Sementara, Blake Moser, seorang kolektor yang memiliki hampir 400 NFT, berpendapat hanya sedikit penawar yang menanggapi serius NFT tersebut. Pasalnya, mereka menyadari bahwa penjualan itu merupakan aksi publisitas demi beroleh eksposur.
Penjualan NFT turun
Saat menebus NFT dimaksud, Estavi turut berpendapat harganya tergolong murah. Dia bahkan meramal “bertahun-tahun kemudian orang akan menyadari nilai sebenarnya dari tweet ini seperti lukisan Mona Lisa.”.
Setahun berselang, prediksi tersebut tidak berjalan mulus, demikian menurut Fortune.com.
Memang sempat ada penawaran terhadap NFT sama dengan harga US$6.200 atau lebih dari Rp88 juta di platform pertukaran OpenSea. Akan tetapi, lagi-lagi, nilainya masih jauh dari pembelian awal.
Lagi pula, Estavi juga tidak berkewajiban untuk menjual NFT-nya. “Batas waktu yang saya tetapkan sudah berakhir, tetapi jika saya mendapatkan tawaran yang bagus, saya mungkin akan menerimanya. Saya mungkin tidak akan pernah menjualnya,” ujar Estavi kepada CoinDesk.
NFT milik Estavi ini menjadi satu contoh kasus adanya kerugian di dunia NFT, menurut laman CNET. Kondisi itu lazim karena karakter pasar aset digital ini memang fluktuatif.
Pun begitu, penjualan NFT juga sudah mulai melambat mulai awal tahun ini. Menurut data dari Nonfungible, awal Maret ini penjualan NFT harian turun 83 persen sejak akhir Januari. Sedangkan, harga rata-rata NFT turun menjadi di bawah US$2.000 atau lebih dari Rp28,6 juta dari harga tertinggi sebelumnya yang US$6.200.
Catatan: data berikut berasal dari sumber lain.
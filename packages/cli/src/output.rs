//! Terminal output formatting.

#![cfg_attr(feature = "fail-on-warnings", deny(warnings))]
#![warn(clippy::all, clippy::pedantic, clippy::nursery, clippy::cargo)]
#![allow(clippy::multiple_crate_versions)]

use std::io::Write;
use std::path::Path;

use avatar_stage_operations::{TaskOutcome, TaskRecord};
use colored::Colorize;

/// Format a successful copy.
#[must_use]
pub fn format_copied(source: &Path, destination: &Path) -> String {
    format!(
        "{} Copied {} to {}",
        "✓".green(),
        source.display(),
        destination.display().to_string().cyan()
    )
}

/// Format a failed copy.
#[must_use]
pub fn format_copy_failed(source: &Path, detail: &str) -> String {
    format!(
        "{} Error copying {}: {}",
        "✗".red(),
        source.display(),
        detail.dimmed()
    )
}

/// Format the console line for a finished task.
#[must_use]
pub fn format_record(record: &TaskRecord) -> String {
    match &record.outcome {
        TaskOutcome::Copied => format_copied(&record.task.source, &record.task.destination),
        TaskOutcome::Failed(e) => {
            format_copy_failed(&record.task.source, &e.io_error().to_string())
        }
    }
}

/// Print the console line for a finished task.
pub fn print_record(record: &TaskRecord) {
    println!("{}", format_record(record));
    // Flush to ensure output appears immediately
    let _ = std::io::stdout().flush();
}

/// Print error message.
pub fn print_error(message: &str) {
    eprintln!("{} {}", "Error:".red().bold(), message);
}
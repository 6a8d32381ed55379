//! Overwriting file copy with a copy-on-write fast path.
//!
//! This crate provides the two filesystem primitives avatar staging needs:
//!
//! * [`ensure_dir`] creates a directory and any missing parents, succeeding
//!   when it already exists
//! * [`overwrite_file`] copies a single file byte-for-byte, replacing any
//!   existing target, trying a reflink (APFS, Btrfs, `ReFS`) before a
//!   regular copy
//!
//! # Example
//!
//! ```rust,ignore
//! use avatar_stage_copy::{ensure_dir, overwrite_file};
//!
//! ensure_dir(Path::new("public/avatars"))?;
//! overwrite_file(source, Path::new("public/avatars/avatar1.png"))?;
//! ```

#![cfg_attr(feature = "fail-on-warnings", deny(warnings))]
#![warn(clippy::all, clippy::pedantic, clippy::nursery, clippy::cargo)]
#![allow(clippy::multiple_crate_versions)]

mod copy;
mod error;

pub use copy::{ensure_dir, overwrite_file};
pub use error::CopyError;
//! Staging run for avatar-stage.
//!
//! Applies a manifest against a base directory:
//!
//! * Prepare the destination directory (fatal on failure)
//! * Copy each task in order, overwriting existing targets
//! * Record every outcome without stopping on failures
//!
//! # Example
//!
//! ```rust,ignore
//! use avatar_stage_operations::{TaskOutcome, stage};
//!
//! let report = stage(&manifest, &cwd, |record| match &record.outcome {
//!     TaskOutcome::Copied => println!("copied {}", record.task.source.display()),
//!     TaskOutcome::Failed(e) => println!("failed: {e}"),
//! })?;
//! ```

#![cfg_attr(feature = "fail-on-warnings", deny(warnings))]
#![warn(clippy::all, clippy::pedantic, clippy::nursery, clippy::cargo)]
#![allow(clippy::multiple_crate_versions)]

mod apply;
mod error;

pub use apply::{StageReport, TaskRecord, prepare_destination, run_tasks, stage};
pub use error::OperationError;

use avatar_stage_copy::CopyError;

/// Outcome of a single copy task.
#[derive(Debug)]
pub enum TaskOutcome {
    /// The file was copied to its destination.
    Copied,
    /// The copy failed; the destination was left as it was.
    Failed(CopyError),
}

impl TaskOutcome {
    /// Whether the task copied successfully.
    #[must_use]
    pub const fn is_copied(&self) -> bool {
        matches!(self, Self::Copied)
    }
}

impl std::fmt::Display for TaskOutcome {
    fn fmt(&self, f: &mut std::fmt::Formatter<'_>) -> std::fmt::Result {
        match self {
            Self::Copied => write!(f, "copied"),
            Self::Failed(e) => write!(f, "failed: {e}"),
        }
    }
}
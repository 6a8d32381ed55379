//! avatar-stage CLI entry point.
//!
//! Copies the partner avatar images listed in the built-in manifest into
//! `public/avatars/` of the current directory.

#![cfg_attr(feature = "fail-on-warnings", deny(warnings))]
#![warn(clippy::all, clippy::pedantic, clippy::nursery, clippy::cargo)]
#![allow(clippy::multiple_crate_versions)]

mod args;
mod output;

use std::env;

use clap::Parser;

use args::Args;
use avatar_stage_config::builtin_manifest;
use avatar_stage_operations::stage;

fn main() {
    let args = Args::parse();

    // Set up logging
    if args.verbose {
        // SAFETY: We're setting this before any other threads are spawned
        unsafe {
            env::set_var("RUST_LOG", "debug");
        }
    }
    pretty_env_logger::init();

    match run() {
        Ok(has_failures) => std::process::exit(args.exit_code(has_failures)),
        Err(e) => {
            output::print_error(&e.to_string());
            std::process::exit(1);
        }
    }
}

/// Main application logic.
///
/// Returns whether any copy failed.
fn run() -> Result<bool, Box<dyn std::error::Error>> {
    let cwd = env::current_dir()?;
    let manifest = builtin_manifest()?;

    log::debug!("Working directory: {}", cwd.display());

    let report = stage(&manifest, &cwd, output::print_record)?;

    Ok(report.has_failures())
}
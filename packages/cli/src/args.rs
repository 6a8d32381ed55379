//! CLI argument definitions.

#![cfg_attr(feature = "fail-on-warnings", deny(warnings))]
#![warn(clippy::all, clippy::pedantic, clippy::nursery, clippy::cargo)]
#![allow(clippy::multiple_crate_versions)]

use clap::Parser;

/// CLI arguments for avatar-stage.
#[derive(Debug, Parser)]
#[command(
    name = "avatar-stage",
    about = "Copy the partner avatars into public/avatars of the current project",
    version
)]
pub struct Args {
    /// Exit with a non-zero status if any image fails to copy.
    #[arg(long)]
    pub strict: bool,

    /// Enable verbose output.
    #[arg(long, short = 'v')]
    pub verbose: bool,
}

impl Args {
    /// Determine the exit code for a finished run.
    ///
    /// Copy failures only affect the exit code with `--strict`.
    #[must_use]
    pub fn exit_code(&self, has_failures: bool) -> i32 {
        i32::from(self.strict && has_failures)
    }
}
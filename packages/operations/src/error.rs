//! Error types for staging operations.

#![cfg_attr(feature = "fail-on-warnings", deny(warnings))]
#![warn(clippy::all, clippy::pedantic, clippy::nursery, clippy::cargo)]
#![allow(clippy::multiple_crate_versions)]

use std::path::PathBuf;

use avatar_stage_copy::CopyError;
use thiserror::Error;

/// Errors that abort a staging run.
///
/// Individual copy failures are not errors at this level; they are
/// recorded in the [`StageReport`](crate::StageReport).
#[derive(Debug, Error)]
pub enum OperationError {
    /// The destination directory could not be prepared.
    #[error("Cannot stage into {}: {source}", path.display())]
    PrepareError {
        /// The destination directory.
        path: PathBuf,
        /// The underlying copy module error.
        #[source]
        source: CopyError,
    },
}
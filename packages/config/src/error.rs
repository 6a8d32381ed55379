//! Error types for manifest loading.

#![cfg_attr(feature = "fail-on-warnings", deny(warnings))]
#![warn(clippy::all, clippy::pedantic, clippy::nursery, clippy::cargo)]
#![allow(clippy::multiple_crate_versions)]

use thiserror::Error;

/// Errors that can occur during manifest loading.
#[derive(Debug, Error)]
pub enum ConfigError {
    /// Failed to parse TOML manifest.
    #[error("Failed to parse TOML manifest {origin}: {source}")]
    TomlParseError {
        /// Where the manifest came from (file name or `<built-in>`).
        origin: String,
        /// The underlying TOML error.
        #[source]
        source: toml::de::Error,
    },
}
Penjualan NFT di OpenSea bulan lalu, misalnya, hanya US$2,5 miliar, jauh lebih kecil dari catatan Januari yang mencapai US$5 miliar. Sedangkan, menurut data dari cryptoslam, pelacak pasar NFT, Maret tahun ini hanya 635 ribu orang membeli NFT dengan harga rata-rata sekitar US$427. Sebagai perbandingan, pada Januari ada 948 ribu investor yang menebus NFT dengan harga rata-rata US$659.
Tahun lalu, penjualan NFT mencapai US$17,7 miliar atau lebih dari Rp253 triliun. Padahal, tahun sebelumnya hanya US$82 juta. Harga rata-rata NFT juga meningkat menjadi US$807,52 dari sebelumnya US$49,18.